RE: [PATCH v2 3/3] ACPI / sleep: EC-based wakeup from suspend-to-idle on recent Dell systems

From: Zheng, Lv
Date: Tue Jun 20 2017 - 21:13:45 EST


Hi, Rafael

> From: linux-acpi-owner@xxxxxxxxxxxxxxx [mailto:linux-acpi-owner@xxxxxxxxxxxxxxx] On Behalf Of Rafael J.
> Wysocki
> Subject: Re: [PATCH v2 3/3] ACPI / sleep: EC-based wakeup from suspend-to-idle on recent Dell systems
>
> On Tue, Jun 20, 2017 at 2:07 AM, Linus Torvalds
> <torvalds@xxxxxxxxxxxxxxxxxxxx> wrote:
> > On Tue, Jun 20, 2017 at 5:53 AM, Rafael J. Wysocki <rjw@xxxxxxxxxxxxx> wrote:
> >>
> >> -> v2: Added acpi_sleep=no_ec_wakeup to prevent EC events from waking up
> >> the system from s2idle on systems where they do that by default.
> >
> > This seems a big hacky.
> >
> > Is there no way to simply make acpi_ec_suspend() smarter while going
> > to sleep? Instead of just unconditionally disabling every EC GPE, can
> > we see that "this gpe is the power botton" somehow?
>
> Unfortunately, the connection between the GPE and the power button is
> not direct.
>
> The EC GPE handler has no idea that it will generate power button
> events. It simply executes an AML method doing that.
>
> The AML method, in turn, executes Notify(power button device) and the
> "power button device" driver has to register a notify handler that
> will recognize and process the events. It doesn't know in principle
> where the events will come from, though. They may come from the EC or
> from a different GPE etc.
>
> Neither the EC driver, nor the "power button device" driver can figure
> out that the connection is there.

The EC driver can only get an event number after querying the firmware.
And it has no idea whether handling this event by executing _Exx where
Xx is the number of the event can result in Notify(power button device).

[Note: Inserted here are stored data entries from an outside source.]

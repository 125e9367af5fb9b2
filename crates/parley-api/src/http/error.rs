//! Application error type mapping to HTTP status codes and envelope format.

use axum::http::StatusCode;
use axum::response::{IntoResponse, Response};
use serde_json::json;

use parley_types::error::{ChatError, InferenceError};

/// Application-level error that maps to HTTP responses.
#[derive(Debug)]
pub enum AppError {
    /// Errors surfaced by the chat/message services.
    Chat(ChatError),
    /// Missing or unusable caller identity.
    Unauthorized(String),
    /// Malformed input rejected at the boundary.
    Validation(String),
    /// Generic internal error.
    Internal(String),
}

impl AppError {
    /// A Forbidden error in the services' taxonomy.
    pub fn forbidden(message: &str) -> Self {
        AppError::Chat(ChatError::Forbidden(message.to_string()))
    }
}

impl From<ChatError> for AppError {
    fn from(e: ChatError) -> Self {
        AppError::Chat(e)
    }
}

impl IntoResponse for AppError {
    fn into_response(self) -> Response {
        let (status, code, message) = match &self {
            AppError::Chat(ChatError::NotFound) => (
                StatusCode::NOT_FOUND,
                "NOT_FOUND",
                "Resource not found".to_string(),
            ),
            AppError::Chat(ChatError::Forbidden(msg)) => {
                (StatusCode::FORBIDDEN, "FORBIDDEN", msg.clone())
            }
            AppError::Chat(ChatError::Inference(InferenceError::Unavailable(msg))) => (
                StatusCode::SERVICE_UNAVAILABLE,
                "INFERENCE_UNAVAILABLE",
                msg.clone(),
            ),
            AppError::Chat(ChatError::Inference(e)) => (
                StatusCode::INTERNAL_SERVER_ERROR,
                "INFERENCE_ERROR",
                e.to_string(),
            ),
            AppError::Chat(ChatError::Store(e)) => (
                StatusCode::INTERNAL_SERVER_ERROR,
                "STORAGE_ERROR",
                e.to_string(),
            ),
            AppError::Unauthorized(msg) => (StatusCode::UNAUTHORIZED, "UNAUTHORIZED", msg.clone()),
            AppError::Validation(msg) => (StatusCode::BAD_REQUEST, "VALIDATION_ERROR", msg.clone()),
            AppError::Internal(msg) => {
                (StatusCode::INTERNAL_SERVER_ERROR, "INTERNAL_ERROR", msg.clone())
            }
        };

        let body = json!({
            "data": null,
            "meta": {
                "request_id": "",
                "timestamp": chrono::Utc::now().to_rfc3339(),
                "response_time_ms": 0
            },
            "errors": [{
                "code": code,
                "message": message,
            }]
        });

        (
            status,
            [(axum::http::header::CONTENT_TYPE, "application/json")],
            body.to_string(),
        )
            .into_response()
    }
}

Traditional ACPI power button events are ACPI fixed events, not EC GPE:

Power button signal
A power button can be supplied in two ways.
One way is to simply use the fixed status bit, and
The other uses the declaration of an ACPI power device and AML code to
determine the event.
For more information about the alternate-device based power button, see
Section 4.8.2.2.1.2, Control Method Power Button.â

If it is not designed as fixed event, OS has no idea what GPE, or
EC event number is related to the power button.

>
> > Disabling the power button event sounds fundamentally broken, and it
> > sounds like Windows doesn't do that. I doubt Windows has some hacky
> > whitelist. So I'd rather fix a deeper issue than have these kinds of
> > hacks, if at all possible.
>
> My understanding is that Windows uses the ACPI_FADT_LOW_POWER_S0 flag.
> It generally enables non-S3 suspend/resume when this flag is set and
> it doesn't touch S3 then. Keeping the EC GPE (and other GPEs for that
> matter) enabled over suspend/resume is part of that if my
> understanding is correct.

This sounds reasonable, but I have a question.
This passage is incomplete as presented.